The first group of Mennonites that came to Canada were pushed in part by hostility at home arising from their pacifism during the American Revolution. But they were also pulled by the promises and opportunities of a new western agricultural frontier where minority rights seemed better protected than in revolutionary America.
It is estimated that approximately 2,000 Mennonites came from Pennsylvania to Ontario between 1786 and 1825. A detailed Canadian census in 1841 enumerated 5,379 Mennonites, of whom 3,022 lived in the Niagara District, 933 in the Wellington (Waterloo) district, and 859 in the Home (Markham) district.
A second major migration of Mennonites to Canada occurred in the 1870s, when thousands of Mennonites living in Russia sought new homes on North American prairie frontiers. Both American and Canadian authorities were eager to recruit successful settlers and offered major religious, military, and educational concessions. Canada promised more concessions, but economic prospects seemed better on the American frontier. As a result, approximately 7,000 Russian Mennonites migrated to Manitoba in the 1870s, while about 10,000 went to Kansas and Nebraska.
In Manitoba two large land reserves were set aside for the Mennonites in the 1870s, and two more in what would become Saskatchewan in the 1890s. None of these reserves were ever completely filled by Mennonite settlers, and all were eventually thrown open to non-Mennonites. Many other Mennonites moving west from Manitoba, Ontario, the United States, Germany, and Russia chose to take up individual homesteads rather than to occupy land or establish traditional Mennonite villages in the reserved tracts. Mennonite land ownership in Canada therefore developed a rather diverse character.
The third major influx of Mennonites into Canada came as a direct result of the Russian Revolution and Civil War. Approximately 22,000 Russian Mennonites were able to emigrate to Canada between 1923 and 1929, thanks largely to the active support of Mennonites in Canada. Canadian Mennonites worked closely with the Canadian Pacific Railway, and with Prime Minister William Lyon Mackenzie King, who had learned to know the Mennonites while growing up in Waterloo, Ontario.

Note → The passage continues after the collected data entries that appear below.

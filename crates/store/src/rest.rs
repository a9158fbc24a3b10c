//! PostgREST client for the hosted request table.
//!
//! Speaks the Supabase REST dialect: rows are filtered with `column=eq.value`
//! query parameters and mutations ask for the affected rows back with
//! `Prefer: return=representation`.

use std::time::Duration;

use async_trait::async_trait;
use modguard_core::request::{ModerationRequest, NewModerationRequest, RequestPatch};
use reqwest::{Method, RequestBuilder, Response};
use secrecy::ExposeSecret;

use crate::config::StoreConfig;
use crate::error::StoreError;
use crate::store::RequestStore;

const PREFER_REPRESENTATION: &str = "return=representation";

/// HTTP client for one hosted request table.
pub struct RestStore {
    client: reqwest::Client,
    config: StoreConfig,
    endpoint: String,
}

impl RestStore {
    /// Build a client for the configured table.
    pub fn new(config: StoreConfig) -> Result<Self, StoreError> {
        let mut builder = reqwest::Client::builder();
        if let Some(secs) = config.timeout_secs {
            builder = builder.timeout(Duration::from_secs(secs));
        }
        Ok(Self::with_client(builder.build()?, config))
    }

    /// Build a store reusing an existing [`reqwest::Client`].
    pub fn with_client(client: reqwest::Client, config: StoreConfig) -> Self {
        let endpoint = format!("{}/rest/v1/{}", config.url, config.table);
        Self {
            client,
            config,
            endpoint,
        }
    }

    pub fn table(&self) -> &str {
        &self.config.table
    }

    fn request(&self, method: Method) -> RequestBuilder {
        let key = self.config.api_key.expose_secret();
        self.client
            .request(method, &self.endpoint)
            .header("apikey", key)
            .bearer_auth(key)
    }

    /// Check the status and return the response body.
    async fn read_body(response: Response) -> Result<String, StoreError> {
        let status = response.status();
        let body = response.text().await?;

        if !status.is_success() {
            tracing::warn!(status = status.as_u16(), body = %body, "Request store returned an error");
            return Err(StoreError::Api {
                status: status.as_u16(),
                body,
            });
        }
        Ok(body)
    }

    /// Check the status and decode a JSON array of rows.
    async fn parse_rows(response: Response) -> Result<Vec<ModerationRequest>, StoreError> {
        Ok(serde_json::from_str(&Self::read_body(response).await?)?)
    }

    /// Whether a row with this id currently exists.
    async fn exists(&self, id: &str) -> Result<bool, StoreError> {
        let response = self
            .request(Method::GET)
            .query(&[("select", "*".to_string()), ("id", format!("eq.{id}"))])
            .send()
            .await?;
        Ok(!Self::parse_rows(response).await?.is_empty())
    }
}

#[async_trait]
impl RequestStore for RestStore {
    async fn list(&self) -> Result<Vec<ModerationRequest>, StoreError> {
        let response = self
            .request(Method::GET)
            .query(&[("select", "*")])
            .send()
            .await?;

        let raw: Vec<serde_json::Value> = serde_json::from_str(&Self::read_body(response).await?)?;
        let rows = decode_listed(raw);
        tracing::debug!(count = rows.len(), table = %self.config.table, "Listed moderation requests");
        Ok(rows)
    }

    async fn insert(&self, input: &NewModerationRequest) -> Result<ModerationRequest, StoreError> {
        input.validate()?;

        let response = self
            .request(Method::POST)
            .header("Prefer", PREFER_REPRESENTATION)
            .json(input)
            .send()
            .await?;

        let status = response.status().as_u16();
        let row = Self::parse_rows(response)
            .await?
            .into_iter()
            .next()
            .ok_or_else(|| StoreError::Api {
                status,
                body: "insert returned no rows".to_string(),
            })?;

        tracing::debug!(id = %row.id, "Inserted moderation request");
        Ok(row)
    }

    async fn update(
        &self,
        id: &str,
        patch: &RequestPatch,
        expected_version: Option<i64>,
    ) -> Result<ModerationRequest, StoreError> {
        let expected_version = expected_version.filter(|_| self.config.optimistic_locking);

        let mut body = serde_json::to_value(patch)?;
        let mut filters = vec![("id", format!("eq.{id}"))];
        if let Some(version) = expected_version {
            body["version"] = serde_json::json!(version + 1);
            filters.push(("version", format!("eq.{version}")));
        }

        let response = self
            .request(Method::PATCH)
            .header("Prefer", PREFER_REPRESENTATION)
            .query(&filters)
            .json(&body)
            .send()
            .await?;

        if let Some(row) = Self::parse_rows(response).await?.into_iter().next() {
            tracing::debug!(id, version = row.version, "Updated moderation request");
            return Ok(row);
        }

        // Nothing matched: either the row is gone or its version moved on.
        if let Some(expected) = expected_version {
            if self.exists(id).await? {
                return Err(StoreError::Conflict {
                    id: id.to_string(),
                    expected,
                });
            }
        }
        Err(StoreError::NotFound { id: id.to_string() })
    }

    async fn delete(&self, id: &str) -> Result<ModerationRequest, StoreError> {
        let response = self
            .request(Method::DELETE)
            .header("Prefer", PREFER_REPRESENTATION)
            .query(&[("id", format!("eq.{id}"))])
            .send()
            .await?;

        let row = Self::parse_rows(response)
            .await?
            .into_iter()
            .next()
            .ok_or_else(|| StoreError::NotFound { id: id.to_string() })?;

        tracing::debug!(id, "Deleted moderation request");
        Ok(row)
    }
}

/// Decode listed rows one by one so that a single unreadable row does not
/// hide the rest of the table. Unreadable rows are logged and skipped.
fn decode_listed(raw: Vec<serde_json::Value>) -> Vec<ModerationRequest> {
    raw.into_iter()
        .filter_map(|value| {
            let id = value.get("id").map(ToString::to_string).unwrap_or_default();
            match serde_json::from_value(value) {
                Ok(row) => Some(row),
                Err(e) => {
                    tracing::warn!(id = %id, error = %e, "Skipping unreadable moderation request row");
                    None
                }
            }
        })
        .collect()
}

#[cfg(test)]
mod tests {
    use super::*;

    #[test]
    fn endpoint_targets_configured_table() {
        let store = RestStore::new(
            StoreConfig::new("https://demo.supabase.co/", "key").with_table("requests_v2"),
        )
        .unwrap();
        assert_eq!(store.endpoint, "https://demo.supabase.co/rest/v1/requests_v2");
        assert_eq!(store.table(), "requests_v2");
    }

    #[test]
    fn unreadable_listed_row_is_skipped() {
        let rows = decode_listed(vec![
            serde_json::json!({
                "id": "r1",
                "timestamp": "2024-05-01T12:00:00Z",
                "content_type": "text",
                "content": "hi",
                "status": "clean"
            }),
            serde_json::json!({"id": "r2", "content": "no timestamp"}),
        ]);
        assert_eq!(rows.len(), 1);
        assert_eq!(rows[0].id, "r1");
    }

    #[test]
    fn timeout_is_optional() {
        assert!(RestStore::new(StoreConfig::new("http://localhost", "key")).is_ok());
        assert!(RestStore::new(StoreConfig::new("http://localhost", "key").with_timeout_secs(5)).is_ok());
    }
}
//! Plain-text rendering for terminal output.

use std::fmt::Write;

use modguard_core::analysis::AnalysisResult;
use modguard_core::badge::{render_flag, render_status, score_bar_class};
use modguard_core::request::{Flag, Flags, ModerationRequest};
use modguard_core::stats::{recent_requests, RequestStats};
use modguard_core::status::derive_status;
use modguard_events::Notification;
use modguard_review::{RequestDetail, Session};

const PREVIEW_CHARS: usize = 60;
const TIMESTAMP_FORMAT: &str = "%Y-%m-%d %H:%M";

fn preview(content: &str) -> String {
    let mut chars = content.chars();
    let head: String = chars.by_ref().take(PREVIEW_CHARS).collect();
    if chars.next().is_some() {
        format!("{head}...")
    } else {
        head
    }
}

fn flag_badge(flag: &Flag, show_score: bool) -> String {
    let badge = render_flag(flag, show_score);
    let mark = if flag.flagged { "*" } else { "" };
    match badge.score_text {
        Some(score) => format!("{}{mark} {score}", badge.label),
        None => format!("{}{mark}", badge.label),
    }
}

fn flag_badges(request: &ModerationRequest) -> String {
    match &request.flags {
        Some(Flags::External(raw)) => format!("external {raw}"),
        Some(flags) if !flags.is_empty() => flags
            .iter()
            .map(|f| flag_badge(f, false))
            .collect::<Vec<_>>()
            .join(", "),
        _ => "-".to_string(),
    }
}

/// One table line per request.
pub fn request_row(request: &ModerationRequest) -> String {
    format!(
        "{:<38} {:<10} {:<5} {}  [{}]  {}",
        request.id,
        render_status(&request.status).label,
        request.content_type,
        request.timestamp.format(TIMESTAMP_FORMAT),
        flag_badges(request),
        preview(&request.content),
    )
}

pub fn request_table(requests: &[&ModerationRequest], search_term: &str) -> String {
    if requests.is_empty() {
        return if search_term.is_empty() {
            "No moderation requests found.".to_string()
        } else {
            format!("No moderation requests match '{search_term}'.")
        };
    }
    requests
        .iter()
        .map(|r| request_row(r))
        .collect::<Vec<_>>()
        .join("\n")
}

pub fn request_detail(detail: &RequestDetail) -> String {
    let request = detail.current();
    let mut out = String::new();
    let _ = writeln!(out, "Request {}", request.id);
    let _ = writeln!(
        out,
        "  Status:    {}{}",
        render_status(&request.status).label,
        status_note(request)
    );
    let _ = writeln!(out, "  Type:      {}", request.content_type.label());
    let _ = writeln!(out, "  Received:  {}", request.timestamp.format(TIMESTAMP_FORMAT));
    let _ = writeln!(out, "  Content:   {}", request.content);
    let _ = writeln!(out, "  Flags:");
    match &request.flags {
        Some(Flags::External(raw)) => {
            let _ = writeln!(out, "    external {raw}");
        }
        Some(flags) if !flags.is_empty() => {
            for flag in flags.iter() {
                let _ = writeln!(out, "    {}", flag_badge(flag, true));
            }
        }
        _ => {
            let _ = writeln!(out, "    none");
        }
    }
    let _ = write!(out, "  Feedback:  {}", detail.feedback_display());
    out
}

/// Saving a review rewrites the status from the flags; say so up front.
fn status_note(request: &ModerationRequest) -> String {
    let flags = request.flags.as_ref();
    if !request.status.is_reviewer_derivable() {
        format!(" (set externally, a review saves {})", derive_status(flags))
    } else if request.status.drifts_from(flags) {
        format!(" (flags imply {})", derive_status(flags))
    } else {
        String::new()
    }
}

fn bar_level(flag: &Flag, threshold: f64) -> &'static str {
    match score_bar_class(flag, threshold) {
        "bg-destructive" => "flagged",
        "bg-amber-500" => "near threshold",
        _ => "ok",
    }
}

pub fn analysis(result: &AnalysisResult, threshold: f64) -> String {
    let mut out = String::new();
    let _ = writeln!(out, "Verdict: {}", render_status(&result.status).label);
    let _ = writeln!(out, "{}", result.summary);
    for flag in &result.flags {
        let _ = writeln!(out, "  {:<24} {}", flag_badge(flag, true), bar_level(flag, threshold));
    }
    out.trim_end().to_string()
}

pub fn stats(stats: &RequestStats, requests: &[ModerationRequest], recent: usize) -> String {
    let mut out = String::new();
    let _ = writeln!(out, "Total:      {}", stats.total);
    let _ = writeln!(
        out,
        "Flagged:    {} ({:.1}%)",
        stats.flagged,
        stats.flag_rate() * 100.0
    );
    let _ = writeln!(out, "Clean:      {}", stats.clean);
    let _ = writeln!(out, "Borderline: {}", stats.borderline);
    if stats.external > 0 {
        let _ = writeln!(out, "Other:      {}", stats.external);
    }

    let distribution = stats.distribution_percentages();
    if !distribution.is_empty() {
        let _ = writeln!(out, "Flag distribution:");
        for (kind, percent) in distribution {
            let _ = writeln!(out, "  {:<15} {percent}%", kind.label());
        }
    }

    let latest = recent_requests(requests, recent);
    if !latest.is_empty() {
        let _ = writeln!(out, "Recent:");
        for request in latest {
            let _ = writeln!(out, "  {}", request_row(request));
        }
    }
    out.trim_end().to_string()
}

pub fn session(session: &Session) -> String {
    format!(
        "{} <{}> ({}, plan {:?})",
        session.user.name, session.user.email, session.user.id, session.user.plan
    )
}

pub fn notification(notification: &Notification) -> String {
    let prefix = if notification.is_destructive() { "error" } else { "note" };
    format!("[{prefix}] {}: {}", notification.title, notification.description)
}
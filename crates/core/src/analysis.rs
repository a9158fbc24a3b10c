//! Keyword heuristics for ad-hoc content analysis.
//!
//! Produces a provisional verdict for a piece of text or an image reference
//! so that it can be recorded as a new moderation request. This is a local
//! stand-in for the hosted classifier and is fully deterministic.

use chrono::Utc;

use crate::error::CoreError;
use crate::request::{ContentType, Flag, FlagType, Flags, NewModerationRequest, RequestStatus};
use crate::status::derive_status;

/* --------------------------------------------------------------------------
Constants
-------------------------------------------------------------------------- */

/// Default sensitivity threshold.
pub const DEFAULT_THRESHOLD: f64 = 0.7;

const OFFENSIVE_TERMS: &[&str] = &["idiot", "stupid", "hate"];
const PROFANITY_TERMS: &[&str] = &["fuck", "shit", "damn"];
const VIOLENCE_TERMS: &[&str] = &["kill", "die", "hurt"];
const SPAM_TERMS: &[&str] = &["buy now", "click here", "www."];

const TOXICITY_HIT_SCORE: f64 = 0.85;
const HARASSMENT_HIT_SCORE: f64 = 0.78;
const VIOLENCE_HIT_SCORE: f64 = 0.82;
const SPAM_HIT_SCORE: f64 = 0.9;

/// Score assigned to a category with no matching terms.
const BASELINE_SCORE: f64 = 0.05;

/// Highest threshold at which each category still raises its flag.
const HARASSMENT_MAX_THRESHOLD: f64 = 0.8;
const VIOLENCE_MAX_THRESHOLD: f64 = 0.85;
const SPAM_MAX_THRESHOLD: f64 = 0.95;

/* --------------------------------------------------------------------------
Results
-------------------------------------------------------------------------- */

/// Verdict for one analyzed item.
#[derive(Debug, Clone, PartialEq)]
pub struct AnalysisResult {
    pub status: RequestStatus,
    pub flags: Vec<Flag>,
    pub summary: String,
}

impl AnalysisResult {
    fn from_flags(flags: Vec<Flag>, summary: String) -> Self {
        let status = derive_status(Some(&Flags::Many(flags.clone())));
        Self {
            status,
            flags,
            summary,
        }
    }

    /// Build the insert payload recording this verdict.
    pub fn into_new_request(
        self,
        content_type: ContentType,
        content: impl Into<String>,
    ) -> NewModerationRequest {
        NewModerationRequest {
            timestamp: Utc::now(),
            content_type,
            content: content.into(),
            flags: Some(Flags::Many(self.flags)),
            status: self.status,
            feedback: None,
        }
    }
}

/* --------------------------------------------------------------------------
Analysis
-------------------------------------------------------------------------- */

/// Validate that a threshold lies in `[0, 1]`.
pub fn validate_threshold(threshold: f64) -> Result<(), CoreError> {
    if (0.0..=1.0).contains(&threshold) {
        Ok(())
    } else {
        Err(CoreError::Validation(format!(
            "Threshold {threshold} must be between 0 and 1"
        )))
    }
}

fn contains_any(haystack: &str, terms: &[&str]) -> bool {
    terms.iter().any(|term| haystack.contains(term))
}

fn scored(kind: FlagType, hit: bool, hit_score: f64, flagged: bool) -> Flag {
    let score = if hit { hit_score } else { BASELINE_SCORE };
    Flag::new(kind, score, flagged)
}

/// Analyze a piece of text at the given sensitivity threshold.
pub fn analyze_text(text: &str, threshold: f64) -> Result<AnalysisResult, CoreError> {
    if text.trim().is_empty() {
        return Err(CoreError::Validation("Text to analyze must not be empty".to_string()));
    }
    validate_threshold(threshold)?;

    let lower = text.to_lowercase();
    let offensive = contains_any(&lower, OFFENSIVE_TERMS);
    let profanity = contains_any(&lower, PROFANITY_TERMS);
    let violent = contains_any(&lower, VIOLENCE_TERMS);
    let spam = contains_any(&lower, SPAM_TERMS);

    let flags = vec![
        scored(FlagType::Toxicity, offensive, TOXICITY_HIT_SCORE, offensive),
        scored(
            FlagType::Harassment,
            offensive,
            HARASSMENT_HIT_SCORE,
            offensive && threshold <= HARASSMENT_MAX_THRESHOLD,
        ),
        scored(FlagType::HateSpeech, false, 0.0, false),
        scored(
            FlagType::Violence,
            violent,
            VIOLENCE_HIT_SCORE,
            violent && threshold <= VIOLENCE_MAX_THRESHOLD,
        ),
        scored(
            FlagType::Spam,
            spam,
            SPAM_HIT_SCORE,
            spam && threshold <= SPAM_MAX_THRESHOLD,
        ),
    ];

    let any_flagged = flags.iter().any(|f| f.flagged);
    let summary = if any_flagged {
        summarize(profanity, offensive, violent, spam)
    } else {
        "Content appears to be clean.".to_string()
    };

    Ok(AnalysisResult::from_flags(flags, summary))
}

fn summarize(profanity: bool, offensive: bool, violent: bool, spam: bool) -> String {
    let traits: Vec<&str> = [
        (profanity, "contains profanity"),
        (offensive, "may be offensive or toxic"),
        (violent, "contains violent language"),
        (spam, "appears to be spam"),
    ]
    .into_iter()
    .filter_map(|(hit, phrase)| hit.then_some(phrase))
    .collect();

    format!("Content {}.", traits.join(" and "))
}

/// Analyze an image reference. Image scoring is not backed by a model, so
/// every image receives the same low scores.
pub fn analyze_image(reference: &str) -> Result<AnalysisResult, CoreError> {
    if reference.trim().is_empty() {
        return Err(CoreError::Validation("Image reference must not be empty".to_string()));
    }

    let flags = vec![
        Flag::new(FlagType::Sexual, 0.15, false),
        Flag::new(FlagType::Violence, 0.08, false),
    ];
    Ok(AnalysisResult::from_flags(
        flags,
        "Image appears to be appropriate.".to_string(),
    ))
}

/* --------------------------------------------------------------------------
Tests
-------------------------------------------------------------------------- */

#[cfg(test)]
mod tests {
    use assert_matches::assert_matches;

    use super::*;

    fn flag(result: &AnalysisResult, kind: FlagType) -> &Flag {
        result.flags.iter().find(|f| f.kind == kind).unwrap()
    }

    #[test]
    fn clean_text_is_clean() {
        let result = analyze_text("Have a lovely afternoon", DEFAULT_THRESHOLD).unwrap();
        assert_eq!(result.status, RequestStatus::Clean);
        assert_eq!(result.summary, "Content appears to be clean.");
        assert!(result.flags.iter().all(|f| !f.flagged));
    }

    #[test]
    fn offensive_text_raises_toxicity_and_harassment() {
        let result = analyze_text("You are an IDIOT", DEFAULT_THRESHOLD).unwrap();
        assert_eq!(result.status, RequestStatus::Flagged);
        assert!(flag(&result, FlagType::Toxicity).flagged);
        assert!(flag(&result, FlagType::Harassment).flagged);
        assert_eq!(flag(&result, FlagType::Toxicity).score, 0.85);
        assert_eq!(result.summary, "Content may be offensive or toxic.");
    }

    #[test]
    fn high_threshold_suppresses_harassment() {
        let result = analyze_text("stupid", 0.9).unwrap();
        assert!(flag(&result, FlagType::Toxicity).flagged);
        assert!(!flag(&result, FlagType::Harassment).flagged);
        assert_eq!(flag(&result, FlagType::Harassment).score, 0.78);
    }

    #[test]
    fn summary_joins_detected_traits() {
        let result = analyze_text("damn, I will hurt you. click here", 0.5).unwrap();
        assert_eq!(
            result.summary,
            "Content contains profanity and contains violent language and appears to be spam."
        );
    }

    #[test]
    fn hate_speech_is_never_flagged() {
        let result = analyze_text("hate hate hate", 0.0).unwrap();
        assert!(!flag(&result, FlagType::HateSpeech).flagged);
    }

    #[test]
    fn blank_text_and_bad_threshold_are_rejected() {
        assert_matches!(analyze_text("   ", 0.5), Err(CoreError::Validation(_)));
        assert_matches!(analyze_text("hello", 1.2), Err(CoreError::Validation(_)));
    }

    #[test]
    fn image_analysis_is_clean() {
        let result = analyze_image("cat.png").unwrap();
        assert_eq!(result.status, RequestStatus::Clean);
        assert_eq!(result.flags.len(), 2);
        assert_matches!(analyze_image(""), Err(CoreError::Validation(_)));
    }

    #[test]
    fn result_becomes_valid_insert_payload() {
        let result = analyze_text("buy now", DEFAULT_THRESHOLD).unwrap();
        let new = result.into_new_request(ContentType::Text, "buy now");
        assert_eq!(new.status, RequestStatus::Flagged);
        assert!(new.validate().is_ok());
    }
}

The immigrants of the 1920s made no attempt to achieve a geographical separation from the rest of Canadian society and sought no exclusive land grants or reserves.
World War II set in motion the last major wave of Mennonite immigrants to Canada. These were Mennonite war refugees and displaced persons from eastern Europe, of whom about 7,000 came to Canada in the late 1940s and early 1950s. Few of these displaced persons took up farming in Canada on a permanent basis. Instead, they pursued new economic opportunities, usually in the cities, and played a key role in the urbanization of Canadian Mennonites and in their integration into Canadian economic, social, cultural, and educational life.
Canadian Mennonites are a rather divided and fragmented denomination. Major historical distinctions can be made between those who came from Swiss and south German Anabaptist stock, and those from Dutch and North German backgrounds. Most of the former came to Canada from Pennsylvania in the late 18th and early 19th centuries, while most of the latter came from Russia and eastern Europe after 1870. Theologically, these two main streams of Mennonitism have remained close, and after World War II historical and cultural differences have decreased.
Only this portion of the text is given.